[WHAT IS EXPECTED]
For the records below, give the count of lines holding the word "Copy" and nothing more.
** Opening PROVIDED ENTRIES block **
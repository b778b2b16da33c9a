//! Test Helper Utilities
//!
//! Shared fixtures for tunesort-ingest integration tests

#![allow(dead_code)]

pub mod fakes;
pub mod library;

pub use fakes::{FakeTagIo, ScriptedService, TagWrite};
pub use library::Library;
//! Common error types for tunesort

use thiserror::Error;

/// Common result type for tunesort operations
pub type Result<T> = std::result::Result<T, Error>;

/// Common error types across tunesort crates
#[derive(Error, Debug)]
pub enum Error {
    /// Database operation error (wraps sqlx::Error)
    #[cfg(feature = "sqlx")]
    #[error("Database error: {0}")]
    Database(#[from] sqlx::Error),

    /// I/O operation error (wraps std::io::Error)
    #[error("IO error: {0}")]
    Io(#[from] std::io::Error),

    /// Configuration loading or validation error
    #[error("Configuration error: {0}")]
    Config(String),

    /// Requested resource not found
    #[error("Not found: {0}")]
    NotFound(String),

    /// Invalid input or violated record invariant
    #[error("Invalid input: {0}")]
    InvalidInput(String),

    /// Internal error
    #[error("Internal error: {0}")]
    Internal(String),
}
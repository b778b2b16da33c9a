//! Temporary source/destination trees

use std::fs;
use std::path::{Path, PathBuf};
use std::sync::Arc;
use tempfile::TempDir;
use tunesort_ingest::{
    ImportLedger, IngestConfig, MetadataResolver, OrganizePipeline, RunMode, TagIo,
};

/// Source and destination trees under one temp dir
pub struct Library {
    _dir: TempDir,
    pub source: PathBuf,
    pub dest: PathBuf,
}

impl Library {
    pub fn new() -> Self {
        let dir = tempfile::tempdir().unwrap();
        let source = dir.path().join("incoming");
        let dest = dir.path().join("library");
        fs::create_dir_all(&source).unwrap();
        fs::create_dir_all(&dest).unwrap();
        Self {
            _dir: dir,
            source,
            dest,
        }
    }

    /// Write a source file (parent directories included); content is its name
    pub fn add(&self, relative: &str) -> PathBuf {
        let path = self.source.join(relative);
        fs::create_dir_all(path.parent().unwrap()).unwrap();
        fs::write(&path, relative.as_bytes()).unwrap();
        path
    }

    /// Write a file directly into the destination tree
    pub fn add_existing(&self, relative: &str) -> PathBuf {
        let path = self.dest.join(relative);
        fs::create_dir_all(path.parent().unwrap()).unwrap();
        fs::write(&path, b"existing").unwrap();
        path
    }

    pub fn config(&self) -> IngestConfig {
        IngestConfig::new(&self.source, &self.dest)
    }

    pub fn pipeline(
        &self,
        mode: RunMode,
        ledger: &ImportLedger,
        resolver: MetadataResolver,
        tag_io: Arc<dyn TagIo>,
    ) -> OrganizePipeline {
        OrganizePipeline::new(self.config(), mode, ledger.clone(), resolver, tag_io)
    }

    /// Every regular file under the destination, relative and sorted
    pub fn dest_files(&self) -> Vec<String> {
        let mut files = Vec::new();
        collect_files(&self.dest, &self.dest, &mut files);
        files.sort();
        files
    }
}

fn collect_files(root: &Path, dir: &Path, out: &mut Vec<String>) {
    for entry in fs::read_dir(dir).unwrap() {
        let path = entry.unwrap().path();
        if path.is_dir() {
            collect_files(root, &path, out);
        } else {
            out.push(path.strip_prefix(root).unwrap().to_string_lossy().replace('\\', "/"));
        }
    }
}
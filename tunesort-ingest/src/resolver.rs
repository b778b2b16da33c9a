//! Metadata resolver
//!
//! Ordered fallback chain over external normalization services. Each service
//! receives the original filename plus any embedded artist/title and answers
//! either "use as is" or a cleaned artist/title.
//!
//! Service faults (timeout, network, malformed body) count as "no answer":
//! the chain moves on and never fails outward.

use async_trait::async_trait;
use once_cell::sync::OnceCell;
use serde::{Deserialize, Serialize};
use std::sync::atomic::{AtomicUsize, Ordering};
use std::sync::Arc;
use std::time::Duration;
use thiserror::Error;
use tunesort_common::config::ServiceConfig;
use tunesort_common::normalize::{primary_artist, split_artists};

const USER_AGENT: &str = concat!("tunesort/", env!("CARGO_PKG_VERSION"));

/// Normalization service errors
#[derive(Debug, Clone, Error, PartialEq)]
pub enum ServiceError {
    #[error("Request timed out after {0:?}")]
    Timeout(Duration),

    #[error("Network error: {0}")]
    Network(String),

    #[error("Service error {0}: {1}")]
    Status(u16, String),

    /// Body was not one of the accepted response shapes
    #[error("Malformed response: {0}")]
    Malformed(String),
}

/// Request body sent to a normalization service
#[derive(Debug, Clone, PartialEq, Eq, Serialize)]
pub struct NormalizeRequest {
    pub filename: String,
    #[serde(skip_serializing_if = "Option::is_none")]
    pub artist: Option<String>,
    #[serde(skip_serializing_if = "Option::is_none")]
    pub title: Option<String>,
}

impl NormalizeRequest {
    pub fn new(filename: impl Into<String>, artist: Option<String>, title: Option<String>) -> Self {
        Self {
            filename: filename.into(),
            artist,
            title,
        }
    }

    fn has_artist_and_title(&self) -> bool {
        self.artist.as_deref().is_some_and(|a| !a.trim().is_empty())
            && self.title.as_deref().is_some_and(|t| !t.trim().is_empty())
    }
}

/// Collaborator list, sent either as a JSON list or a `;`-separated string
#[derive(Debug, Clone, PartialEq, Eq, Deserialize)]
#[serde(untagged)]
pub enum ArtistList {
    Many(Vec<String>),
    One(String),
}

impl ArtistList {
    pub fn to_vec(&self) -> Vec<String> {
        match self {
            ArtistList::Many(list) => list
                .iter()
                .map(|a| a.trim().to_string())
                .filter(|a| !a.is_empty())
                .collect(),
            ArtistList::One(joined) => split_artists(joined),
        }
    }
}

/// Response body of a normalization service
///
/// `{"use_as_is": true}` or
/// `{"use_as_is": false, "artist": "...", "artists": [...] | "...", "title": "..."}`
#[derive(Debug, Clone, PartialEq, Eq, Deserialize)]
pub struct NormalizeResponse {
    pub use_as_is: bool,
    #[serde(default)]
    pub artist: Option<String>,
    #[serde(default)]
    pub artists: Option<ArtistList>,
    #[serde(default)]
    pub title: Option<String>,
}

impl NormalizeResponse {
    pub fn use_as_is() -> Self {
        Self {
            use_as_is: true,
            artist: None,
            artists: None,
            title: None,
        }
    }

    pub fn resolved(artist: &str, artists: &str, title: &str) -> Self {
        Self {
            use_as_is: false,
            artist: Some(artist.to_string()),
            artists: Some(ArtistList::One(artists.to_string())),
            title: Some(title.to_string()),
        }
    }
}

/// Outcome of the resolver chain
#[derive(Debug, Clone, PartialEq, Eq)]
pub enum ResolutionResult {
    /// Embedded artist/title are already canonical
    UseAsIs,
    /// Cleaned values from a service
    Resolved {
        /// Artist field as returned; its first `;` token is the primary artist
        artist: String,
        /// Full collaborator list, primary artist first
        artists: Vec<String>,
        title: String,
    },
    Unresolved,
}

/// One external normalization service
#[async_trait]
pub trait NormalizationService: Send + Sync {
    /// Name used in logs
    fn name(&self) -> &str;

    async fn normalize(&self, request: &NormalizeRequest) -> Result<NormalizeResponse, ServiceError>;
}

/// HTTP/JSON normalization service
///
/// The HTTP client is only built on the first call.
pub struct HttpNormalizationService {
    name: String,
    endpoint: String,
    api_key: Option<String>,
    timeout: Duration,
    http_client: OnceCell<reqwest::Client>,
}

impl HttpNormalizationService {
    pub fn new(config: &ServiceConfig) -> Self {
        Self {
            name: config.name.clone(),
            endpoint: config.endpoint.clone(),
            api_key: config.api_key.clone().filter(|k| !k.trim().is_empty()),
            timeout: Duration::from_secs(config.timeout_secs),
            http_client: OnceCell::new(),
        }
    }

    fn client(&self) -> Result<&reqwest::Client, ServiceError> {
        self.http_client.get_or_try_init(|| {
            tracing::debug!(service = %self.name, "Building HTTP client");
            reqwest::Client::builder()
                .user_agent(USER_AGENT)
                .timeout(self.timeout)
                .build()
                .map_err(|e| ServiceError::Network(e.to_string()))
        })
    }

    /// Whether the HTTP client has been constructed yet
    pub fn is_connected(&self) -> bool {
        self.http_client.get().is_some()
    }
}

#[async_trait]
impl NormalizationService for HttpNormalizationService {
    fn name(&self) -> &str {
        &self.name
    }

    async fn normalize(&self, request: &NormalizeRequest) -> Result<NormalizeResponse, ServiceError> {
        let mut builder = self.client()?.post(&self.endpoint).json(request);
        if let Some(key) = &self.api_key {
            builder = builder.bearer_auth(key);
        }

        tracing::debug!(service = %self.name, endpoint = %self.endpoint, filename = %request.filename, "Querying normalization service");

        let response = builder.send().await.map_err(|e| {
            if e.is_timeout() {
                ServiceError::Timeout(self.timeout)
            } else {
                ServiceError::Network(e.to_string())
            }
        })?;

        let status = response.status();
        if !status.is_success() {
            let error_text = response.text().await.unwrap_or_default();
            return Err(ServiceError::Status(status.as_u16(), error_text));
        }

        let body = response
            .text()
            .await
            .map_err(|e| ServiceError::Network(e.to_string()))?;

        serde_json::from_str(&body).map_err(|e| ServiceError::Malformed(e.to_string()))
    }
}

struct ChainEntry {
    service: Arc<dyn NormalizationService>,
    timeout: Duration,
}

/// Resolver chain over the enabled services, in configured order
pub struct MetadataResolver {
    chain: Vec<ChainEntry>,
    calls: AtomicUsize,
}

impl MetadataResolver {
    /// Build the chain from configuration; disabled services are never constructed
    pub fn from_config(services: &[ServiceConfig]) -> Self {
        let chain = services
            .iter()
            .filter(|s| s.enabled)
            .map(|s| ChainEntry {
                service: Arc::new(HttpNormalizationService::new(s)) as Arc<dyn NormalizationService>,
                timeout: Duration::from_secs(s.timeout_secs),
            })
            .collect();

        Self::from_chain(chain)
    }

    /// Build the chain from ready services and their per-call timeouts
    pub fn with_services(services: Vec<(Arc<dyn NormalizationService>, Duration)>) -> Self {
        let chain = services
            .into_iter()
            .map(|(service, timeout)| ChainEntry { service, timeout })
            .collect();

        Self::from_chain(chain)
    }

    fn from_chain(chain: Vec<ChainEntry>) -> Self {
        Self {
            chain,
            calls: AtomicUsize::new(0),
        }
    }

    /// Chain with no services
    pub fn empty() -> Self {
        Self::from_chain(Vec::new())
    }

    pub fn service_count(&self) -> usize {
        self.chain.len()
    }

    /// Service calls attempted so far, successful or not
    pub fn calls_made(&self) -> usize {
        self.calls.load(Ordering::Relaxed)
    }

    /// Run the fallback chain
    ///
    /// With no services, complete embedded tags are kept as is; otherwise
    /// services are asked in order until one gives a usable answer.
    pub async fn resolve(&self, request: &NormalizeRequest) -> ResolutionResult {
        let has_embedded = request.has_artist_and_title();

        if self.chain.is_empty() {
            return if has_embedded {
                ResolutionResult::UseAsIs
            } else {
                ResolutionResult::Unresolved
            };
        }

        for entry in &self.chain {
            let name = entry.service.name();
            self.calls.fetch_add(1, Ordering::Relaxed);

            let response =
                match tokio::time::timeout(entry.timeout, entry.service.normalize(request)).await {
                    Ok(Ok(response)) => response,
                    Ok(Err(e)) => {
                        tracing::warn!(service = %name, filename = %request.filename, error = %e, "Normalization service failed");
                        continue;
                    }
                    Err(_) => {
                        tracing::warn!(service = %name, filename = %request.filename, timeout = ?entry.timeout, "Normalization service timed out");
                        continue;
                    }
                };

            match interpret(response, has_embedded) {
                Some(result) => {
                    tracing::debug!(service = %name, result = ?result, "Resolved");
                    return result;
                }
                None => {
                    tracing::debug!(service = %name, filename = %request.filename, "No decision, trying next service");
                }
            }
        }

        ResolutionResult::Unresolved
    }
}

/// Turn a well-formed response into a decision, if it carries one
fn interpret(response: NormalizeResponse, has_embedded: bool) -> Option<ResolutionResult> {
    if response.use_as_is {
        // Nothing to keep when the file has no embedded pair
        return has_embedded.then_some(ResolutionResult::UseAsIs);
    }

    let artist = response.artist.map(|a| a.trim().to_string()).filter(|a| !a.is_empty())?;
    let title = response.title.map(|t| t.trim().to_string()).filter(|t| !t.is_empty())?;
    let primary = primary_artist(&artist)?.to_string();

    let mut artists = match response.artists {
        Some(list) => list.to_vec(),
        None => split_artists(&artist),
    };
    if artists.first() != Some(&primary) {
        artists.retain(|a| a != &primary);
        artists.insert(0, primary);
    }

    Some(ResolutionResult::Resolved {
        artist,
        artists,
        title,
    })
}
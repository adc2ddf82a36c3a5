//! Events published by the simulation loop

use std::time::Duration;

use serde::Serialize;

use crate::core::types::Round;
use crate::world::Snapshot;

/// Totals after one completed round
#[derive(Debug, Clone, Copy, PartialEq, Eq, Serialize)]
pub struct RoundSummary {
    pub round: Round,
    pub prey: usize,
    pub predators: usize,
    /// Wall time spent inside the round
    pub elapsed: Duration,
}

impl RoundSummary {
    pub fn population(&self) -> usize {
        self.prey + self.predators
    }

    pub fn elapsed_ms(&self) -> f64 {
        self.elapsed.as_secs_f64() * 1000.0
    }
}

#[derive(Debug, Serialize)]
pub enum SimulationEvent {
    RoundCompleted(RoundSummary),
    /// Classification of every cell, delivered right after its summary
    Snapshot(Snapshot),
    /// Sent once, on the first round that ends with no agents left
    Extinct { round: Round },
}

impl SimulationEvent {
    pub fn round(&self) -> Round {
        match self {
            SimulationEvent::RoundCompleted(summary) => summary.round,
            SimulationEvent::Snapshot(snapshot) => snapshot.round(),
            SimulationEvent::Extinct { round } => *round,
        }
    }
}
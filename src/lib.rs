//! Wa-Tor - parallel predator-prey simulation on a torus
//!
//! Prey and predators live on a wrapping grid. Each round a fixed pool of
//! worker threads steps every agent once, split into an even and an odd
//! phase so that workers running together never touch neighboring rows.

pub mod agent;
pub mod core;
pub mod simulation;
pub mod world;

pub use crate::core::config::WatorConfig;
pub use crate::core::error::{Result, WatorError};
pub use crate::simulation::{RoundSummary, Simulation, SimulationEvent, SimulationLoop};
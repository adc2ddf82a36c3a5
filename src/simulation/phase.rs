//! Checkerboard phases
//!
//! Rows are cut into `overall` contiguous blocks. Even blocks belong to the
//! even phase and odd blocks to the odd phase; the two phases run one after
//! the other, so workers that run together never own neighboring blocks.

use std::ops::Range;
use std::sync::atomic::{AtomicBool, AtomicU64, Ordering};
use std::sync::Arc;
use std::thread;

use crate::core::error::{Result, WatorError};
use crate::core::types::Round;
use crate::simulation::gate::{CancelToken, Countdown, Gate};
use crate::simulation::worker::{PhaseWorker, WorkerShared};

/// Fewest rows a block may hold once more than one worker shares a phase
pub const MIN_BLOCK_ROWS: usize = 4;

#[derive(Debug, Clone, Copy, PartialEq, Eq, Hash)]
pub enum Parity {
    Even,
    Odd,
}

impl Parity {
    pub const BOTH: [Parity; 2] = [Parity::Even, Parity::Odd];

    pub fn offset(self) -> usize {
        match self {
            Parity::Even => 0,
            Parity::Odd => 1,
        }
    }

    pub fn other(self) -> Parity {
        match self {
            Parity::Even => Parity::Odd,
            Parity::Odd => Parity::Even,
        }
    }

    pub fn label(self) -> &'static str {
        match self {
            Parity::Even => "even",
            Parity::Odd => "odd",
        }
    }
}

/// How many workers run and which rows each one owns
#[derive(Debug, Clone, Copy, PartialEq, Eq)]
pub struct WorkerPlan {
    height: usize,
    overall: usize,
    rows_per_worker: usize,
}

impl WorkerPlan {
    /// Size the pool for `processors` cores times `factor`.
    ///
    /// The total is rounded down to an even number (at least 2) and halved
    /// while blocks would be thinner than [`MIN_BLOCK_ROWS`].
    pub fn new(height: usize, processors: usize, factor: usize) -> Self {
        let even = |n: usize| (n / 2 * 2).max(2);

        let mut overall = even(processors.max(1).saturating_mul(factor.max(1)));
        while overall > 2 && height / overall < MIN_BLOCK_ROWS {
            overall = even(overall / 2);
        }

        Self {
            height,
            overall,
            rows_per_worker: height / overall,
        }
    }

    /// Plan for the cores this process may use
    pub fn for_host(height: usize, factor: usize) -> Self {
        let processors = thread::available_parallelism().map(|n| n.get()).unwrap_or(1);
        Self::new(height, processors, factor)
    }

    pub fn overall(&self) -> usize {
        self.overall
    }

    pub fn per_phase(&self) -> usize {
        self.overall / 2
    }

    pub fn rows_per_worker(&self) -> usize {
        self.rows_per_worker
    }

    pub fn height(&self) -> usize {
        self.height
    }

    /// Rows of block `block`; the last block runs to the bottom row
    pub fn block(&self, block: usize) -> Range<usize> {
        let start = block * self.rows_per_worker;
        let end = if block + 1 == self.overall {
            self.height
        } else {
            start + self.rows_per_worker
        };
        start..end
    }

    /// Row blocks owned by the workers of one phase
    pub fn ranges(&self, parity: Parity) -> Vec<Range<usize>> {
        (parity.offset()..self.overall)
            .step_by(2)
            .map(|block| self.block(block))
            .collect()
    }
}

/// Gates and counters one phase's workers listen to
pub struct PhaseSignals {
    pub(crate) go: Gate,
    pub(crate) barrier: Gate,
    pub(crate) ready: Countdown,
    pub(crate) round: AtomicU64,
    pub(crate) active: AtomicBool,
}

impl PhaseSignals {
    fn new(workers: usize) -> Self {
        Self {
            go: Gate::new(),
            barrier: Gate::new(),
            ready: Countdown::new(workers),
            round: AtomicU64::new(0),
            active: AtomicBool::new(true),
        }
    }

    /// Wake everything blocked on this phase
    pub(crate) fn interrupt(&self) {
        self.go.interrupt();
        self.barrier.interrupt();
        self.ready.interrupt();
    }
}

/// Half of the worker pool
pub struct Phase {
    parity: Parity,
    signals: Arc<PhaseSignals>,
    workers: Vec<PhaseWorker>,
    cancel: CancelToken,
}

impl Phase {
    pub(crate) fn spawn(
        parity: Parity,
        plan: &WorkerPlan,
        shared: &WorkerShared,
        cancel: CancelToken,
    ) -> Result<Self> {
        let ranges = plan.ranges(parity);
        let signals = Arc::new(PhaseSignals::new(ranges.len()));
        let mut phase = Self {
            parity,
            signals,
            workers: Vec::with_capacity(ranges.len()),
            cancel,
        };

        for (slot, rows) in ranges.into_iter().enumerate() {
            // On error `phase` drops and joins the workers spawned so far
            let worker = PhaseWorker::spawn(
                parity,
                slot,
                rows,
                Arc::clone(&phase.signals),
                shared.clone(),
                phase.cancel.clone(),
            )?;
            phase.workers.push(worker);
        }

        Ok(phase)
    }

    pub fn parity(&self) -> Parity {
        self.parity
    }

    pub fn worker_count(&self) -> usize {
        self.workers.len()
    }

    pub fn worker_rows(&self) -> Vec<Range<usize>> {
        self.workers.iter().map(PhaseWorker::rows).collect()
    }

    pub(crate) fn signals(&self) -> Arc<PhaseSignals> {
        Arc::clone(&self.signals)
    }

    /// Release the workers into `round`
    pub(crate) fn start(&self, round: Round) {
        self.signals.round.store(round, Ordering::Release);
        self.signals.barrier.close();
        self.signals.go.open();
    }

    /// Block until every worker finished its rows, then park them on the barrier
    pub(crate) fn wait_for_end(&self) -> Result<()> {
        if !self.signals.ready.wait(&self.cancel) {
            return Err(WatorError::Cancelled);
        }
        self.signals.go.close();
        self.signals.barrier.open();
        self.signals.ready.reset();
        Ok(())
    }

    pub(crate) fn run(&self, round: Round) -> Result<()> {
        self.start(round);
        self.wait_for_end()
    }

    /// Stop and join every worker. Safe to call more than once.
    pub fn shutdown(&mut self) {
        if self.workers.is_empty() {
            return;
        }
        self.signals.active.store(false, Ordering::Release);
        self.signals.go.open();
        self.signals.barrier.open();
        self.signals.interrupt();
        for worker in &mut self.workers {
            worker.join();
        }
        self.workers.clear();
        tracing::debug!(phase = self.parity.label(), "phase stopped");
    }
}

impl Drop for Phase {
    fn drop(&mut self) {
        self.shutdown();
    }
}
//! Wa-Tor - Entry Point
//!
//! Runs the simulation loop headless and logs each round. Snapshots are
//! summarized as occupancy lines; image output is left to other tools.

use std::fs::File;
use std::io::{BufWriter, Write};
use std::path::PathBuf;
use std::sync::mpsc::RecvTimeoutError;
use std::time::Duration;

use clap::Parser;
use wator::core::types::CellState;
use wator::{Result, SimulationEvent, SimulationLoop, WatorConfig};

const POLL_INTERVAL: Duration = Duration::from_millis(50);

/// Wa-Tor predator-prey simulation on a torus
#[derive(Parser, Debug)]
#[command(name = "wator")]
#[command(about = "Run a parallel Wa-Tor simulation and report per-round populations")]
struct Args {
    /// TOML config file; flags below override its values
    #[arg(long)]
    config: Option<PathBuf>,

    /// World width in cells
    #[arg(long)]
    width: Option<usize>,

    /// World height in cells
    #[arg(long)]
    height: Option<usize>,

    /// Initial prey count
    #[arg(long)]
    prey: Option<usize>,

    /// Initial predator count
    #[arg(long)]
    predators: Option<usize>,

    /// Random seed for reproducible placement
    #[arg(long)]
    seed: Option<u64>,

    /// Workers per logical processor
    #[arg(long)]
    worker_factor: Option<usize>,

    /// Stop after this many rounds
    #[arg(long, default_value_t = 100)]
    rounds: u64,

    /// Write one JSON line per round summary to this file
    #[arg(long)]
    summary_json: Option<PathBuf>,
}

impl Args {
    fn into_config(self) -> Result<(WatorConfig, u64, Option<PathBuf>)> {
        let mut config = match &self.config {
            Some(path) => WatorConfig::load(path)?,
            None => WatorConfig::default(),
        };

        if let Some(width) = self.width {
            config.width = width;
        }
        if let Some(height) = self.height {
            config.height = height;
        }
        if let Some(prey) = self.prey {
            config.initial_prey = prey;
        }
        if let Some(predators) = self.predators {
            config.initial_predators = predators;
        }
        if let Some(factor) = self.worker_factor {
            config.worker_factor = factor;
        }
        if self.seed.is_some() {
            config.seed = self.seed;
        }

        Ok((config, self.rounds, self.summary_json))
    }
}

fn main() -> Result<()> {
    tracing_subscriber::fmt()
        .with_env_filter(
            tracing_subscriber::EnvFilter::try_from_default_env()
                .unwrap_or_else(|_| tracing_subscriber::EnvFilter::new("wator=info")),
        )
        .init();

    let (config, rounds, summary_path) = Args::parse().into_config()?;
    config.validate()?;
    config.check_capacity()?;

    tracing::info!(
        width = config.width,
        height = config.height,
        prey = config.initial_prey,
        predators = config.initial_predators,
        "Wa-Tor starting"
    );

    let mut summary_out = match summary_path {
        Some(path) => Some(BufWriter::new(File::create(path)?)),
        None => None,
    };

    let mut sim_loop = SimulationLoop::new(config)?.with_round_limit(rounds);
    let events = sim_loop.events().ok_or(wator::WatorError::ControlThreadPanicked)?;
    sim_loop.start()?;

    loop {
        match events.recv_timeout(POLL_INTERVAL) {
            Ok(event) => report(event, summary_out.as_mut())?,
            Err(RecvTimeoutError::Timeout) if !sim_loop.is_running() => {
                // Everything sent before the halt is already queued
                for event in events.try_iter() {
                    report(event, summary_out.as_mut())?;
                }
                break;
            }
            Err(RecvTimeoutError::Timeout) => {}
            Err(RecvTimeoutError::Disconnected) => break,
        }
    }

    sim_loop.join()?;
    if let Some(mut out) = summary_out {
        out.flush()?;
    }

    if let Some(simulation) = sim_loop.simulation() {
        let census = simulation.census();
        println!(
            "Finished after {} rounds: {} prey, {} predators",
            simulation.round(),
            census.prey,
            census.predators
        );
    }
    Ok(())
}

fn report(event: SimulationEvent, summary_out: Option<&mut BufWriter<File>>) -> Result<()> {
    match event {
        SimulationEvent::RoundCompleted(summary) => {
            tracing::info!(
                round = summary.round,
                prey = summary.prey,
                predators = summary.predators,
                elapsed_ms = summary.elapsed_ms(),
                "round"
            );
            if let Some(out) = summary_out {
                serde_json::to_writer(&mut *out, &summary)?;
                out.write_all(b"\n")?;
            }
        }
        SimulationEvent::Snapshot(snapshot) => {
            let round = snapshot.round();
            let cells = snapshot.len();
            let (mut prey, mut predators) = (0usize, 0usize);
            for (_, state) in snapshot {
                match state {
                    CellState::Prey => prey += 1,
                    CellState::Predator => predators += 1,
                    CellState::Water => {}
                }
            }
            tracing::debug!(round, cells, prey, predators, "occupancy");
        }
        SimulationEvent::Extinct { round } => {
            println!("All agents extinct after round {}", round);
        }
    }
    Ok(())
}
** Closing PROVIDED ENTRIES block **
[TASK ANSWER]
3